DATA UNDER STUDY:
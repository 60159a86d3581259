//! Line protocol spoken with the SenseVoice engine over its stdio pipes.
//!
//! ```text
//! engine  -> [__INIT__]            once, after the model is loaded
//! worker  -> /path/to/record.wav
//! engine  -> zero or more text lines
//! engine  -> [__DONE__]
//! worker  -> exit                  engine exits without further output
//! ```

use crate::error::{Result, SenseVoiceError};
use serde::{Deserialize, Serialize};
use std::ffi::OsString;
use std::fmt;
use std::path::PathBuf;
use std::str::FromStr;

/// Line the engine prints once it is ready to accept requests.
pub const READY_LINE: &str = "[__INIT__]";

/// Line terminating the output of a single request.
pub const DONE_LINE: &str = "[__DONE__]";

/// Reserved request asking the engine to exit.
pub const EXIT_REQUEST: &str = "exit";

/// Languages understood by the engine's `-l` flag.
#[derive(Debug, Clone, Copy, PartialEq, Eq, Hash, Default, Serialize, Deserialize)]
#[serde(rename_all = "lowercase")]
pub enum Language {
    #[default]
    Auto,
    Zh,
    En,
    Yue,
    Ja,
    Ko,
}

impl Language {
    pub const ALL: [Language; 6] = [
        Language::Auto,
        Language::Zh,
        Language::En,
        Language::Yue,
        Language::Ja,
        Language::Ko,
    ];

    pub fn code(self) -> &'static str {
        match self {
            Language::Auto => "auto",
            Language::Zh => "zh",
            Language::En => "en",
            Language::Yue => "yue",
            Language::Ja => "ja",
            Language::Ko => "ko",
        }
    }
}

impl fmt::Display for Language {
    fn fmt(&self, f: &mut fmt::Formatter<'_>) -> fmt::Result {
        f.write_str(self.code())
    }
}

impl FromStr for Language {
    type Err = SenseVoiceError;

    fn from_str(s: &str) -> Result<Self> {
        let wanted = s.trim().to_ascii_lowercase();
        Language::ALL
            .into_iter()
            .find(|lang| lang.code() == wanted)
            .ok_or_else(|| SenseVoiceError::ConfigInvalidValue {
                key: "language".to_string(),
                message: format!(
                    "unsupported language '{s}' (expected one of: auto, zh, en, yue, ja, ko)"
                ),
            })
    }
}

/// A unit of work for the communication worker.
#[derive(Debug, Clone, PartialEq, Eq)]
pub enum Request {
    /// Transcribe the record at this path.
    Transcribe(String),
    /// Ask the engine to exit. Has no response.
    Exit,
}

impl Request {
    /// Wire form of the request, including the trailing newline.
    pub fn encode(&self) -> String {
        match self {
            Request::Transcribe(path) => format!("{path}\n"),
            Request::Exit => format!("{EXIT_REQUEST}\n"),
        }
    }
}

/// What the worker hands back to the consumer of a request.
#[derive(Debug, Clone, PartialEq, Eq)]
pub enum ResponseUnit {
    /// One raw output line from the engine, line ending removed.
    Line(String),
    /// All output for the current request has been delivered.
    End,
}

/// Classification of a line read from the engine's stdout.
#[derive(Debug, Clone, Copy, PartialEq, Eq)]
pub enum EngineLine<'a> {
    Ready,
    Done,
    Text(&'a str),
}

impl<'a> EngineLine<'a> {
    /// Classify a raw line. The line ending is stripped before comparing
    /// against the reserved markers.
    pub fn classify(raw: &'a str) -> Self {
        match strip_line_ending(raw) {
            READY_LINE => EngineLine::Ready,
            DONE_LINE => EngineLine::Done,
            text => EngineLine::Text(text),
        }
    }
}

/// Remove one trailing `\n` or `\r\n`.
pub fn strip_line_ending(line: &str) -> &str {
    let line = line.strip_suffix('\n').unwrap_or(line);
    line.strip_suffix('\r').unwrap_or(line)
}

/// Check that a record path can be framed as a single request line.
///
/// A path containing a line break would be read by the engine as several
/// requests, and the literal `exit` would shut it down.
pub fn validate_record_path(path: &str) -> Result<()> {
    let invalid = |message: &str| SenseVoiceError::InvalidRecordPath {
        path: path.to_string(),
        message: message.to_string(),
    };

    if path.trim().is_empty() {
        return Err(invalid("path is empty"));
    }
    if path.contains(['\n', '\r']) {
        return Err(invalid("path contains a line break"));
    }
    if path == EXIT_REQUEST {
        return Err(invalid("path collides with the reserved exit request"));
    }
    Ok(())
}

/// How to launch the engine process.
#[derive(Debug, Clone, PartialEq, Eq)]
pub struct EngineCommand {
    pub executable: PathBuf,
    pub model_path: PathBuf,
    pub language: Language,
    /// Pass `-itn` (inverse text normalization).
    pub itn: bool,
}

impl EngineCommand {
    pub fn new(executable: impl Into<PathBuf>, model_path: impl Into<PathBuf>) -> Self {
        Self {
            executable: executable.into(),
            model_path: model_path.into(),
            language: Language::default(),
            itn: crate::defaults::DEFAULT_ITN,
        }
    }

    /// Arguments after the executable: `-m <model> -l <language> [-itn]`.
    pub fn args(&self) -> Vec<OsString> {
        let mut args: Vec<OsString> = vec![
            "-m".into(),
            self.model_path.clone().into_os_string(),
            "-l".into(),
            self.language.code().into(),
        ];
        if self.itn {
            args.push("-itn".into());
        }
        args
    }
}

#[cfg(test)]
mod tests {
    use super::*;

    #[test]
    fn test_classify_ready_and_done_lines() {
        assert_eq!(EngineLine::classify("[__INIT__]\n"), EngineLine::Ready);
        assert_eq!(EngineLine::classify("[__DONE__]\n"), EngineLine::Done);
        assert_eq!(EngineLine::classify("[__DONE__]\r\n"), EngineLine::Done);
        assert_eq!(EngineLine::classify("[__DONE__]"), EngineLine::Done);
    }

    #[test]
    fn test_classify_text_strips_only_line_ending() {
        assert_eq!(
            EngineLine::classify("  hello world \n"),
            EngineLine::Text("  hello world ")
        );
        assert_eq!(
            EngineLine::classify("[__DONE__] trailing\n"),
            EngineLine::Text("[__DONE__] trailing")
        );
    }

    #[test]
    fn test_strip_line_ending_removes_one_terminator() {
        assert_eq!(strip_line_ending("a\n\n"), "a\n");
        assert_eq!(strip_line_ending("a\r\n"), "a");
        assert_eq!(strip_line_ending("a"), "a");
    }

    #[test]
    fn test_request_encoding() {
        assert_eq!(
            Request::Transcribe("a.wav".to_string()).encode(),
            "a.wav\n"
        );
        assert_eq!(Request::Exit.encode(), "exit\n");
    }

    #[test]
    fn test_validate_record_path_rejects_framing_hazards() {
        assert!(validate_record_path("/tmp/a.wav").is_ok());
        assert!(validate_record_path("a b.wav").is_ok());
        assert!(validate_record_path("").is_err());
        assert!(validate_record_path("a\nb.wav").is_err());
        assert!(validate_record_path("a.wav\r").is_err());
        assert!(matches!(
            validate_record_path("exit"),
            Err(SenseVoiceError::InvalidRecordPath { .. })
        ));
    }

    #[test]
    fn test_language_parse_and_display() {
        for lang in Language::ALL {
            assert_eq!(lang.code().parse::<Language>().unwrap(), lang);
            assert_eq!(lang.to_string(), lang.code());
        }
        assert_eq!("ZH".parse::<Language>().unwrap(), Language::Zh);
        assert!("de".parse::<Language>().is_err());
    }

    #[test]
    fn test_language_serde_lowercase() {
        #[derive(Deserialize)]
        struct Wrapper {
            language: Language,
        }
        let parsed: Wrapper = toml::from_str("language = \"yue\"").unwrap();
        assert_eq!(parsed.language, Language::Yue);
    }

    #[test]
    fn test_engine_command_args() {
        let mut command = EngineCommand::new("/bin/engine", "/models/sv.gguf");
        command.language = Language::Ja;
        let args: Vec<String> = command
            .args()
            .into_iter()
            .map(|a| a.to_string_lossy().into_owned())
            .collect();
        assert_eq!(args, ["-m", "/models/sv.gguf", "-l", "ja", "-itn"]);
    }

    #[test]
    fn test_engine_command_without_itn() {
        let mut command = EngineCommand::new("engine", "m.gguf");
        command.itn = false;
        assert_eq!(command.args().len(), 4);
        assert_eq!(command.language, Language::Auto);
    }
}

WHAT NEEDS TO BE DONE:
Across the records above, show each line containing the word "gguf".

SOLUTION TO THIS EXERCISE:
        let mut command = EngineCommand::new("/bin/engine", "/models/sv.gguf");
        assert_eq!(args, ["-m", "/models/sv.gguf", "-l", "ja", "-itn"]);
        let mut command = EngineCommand::new("engine", "m.gguf");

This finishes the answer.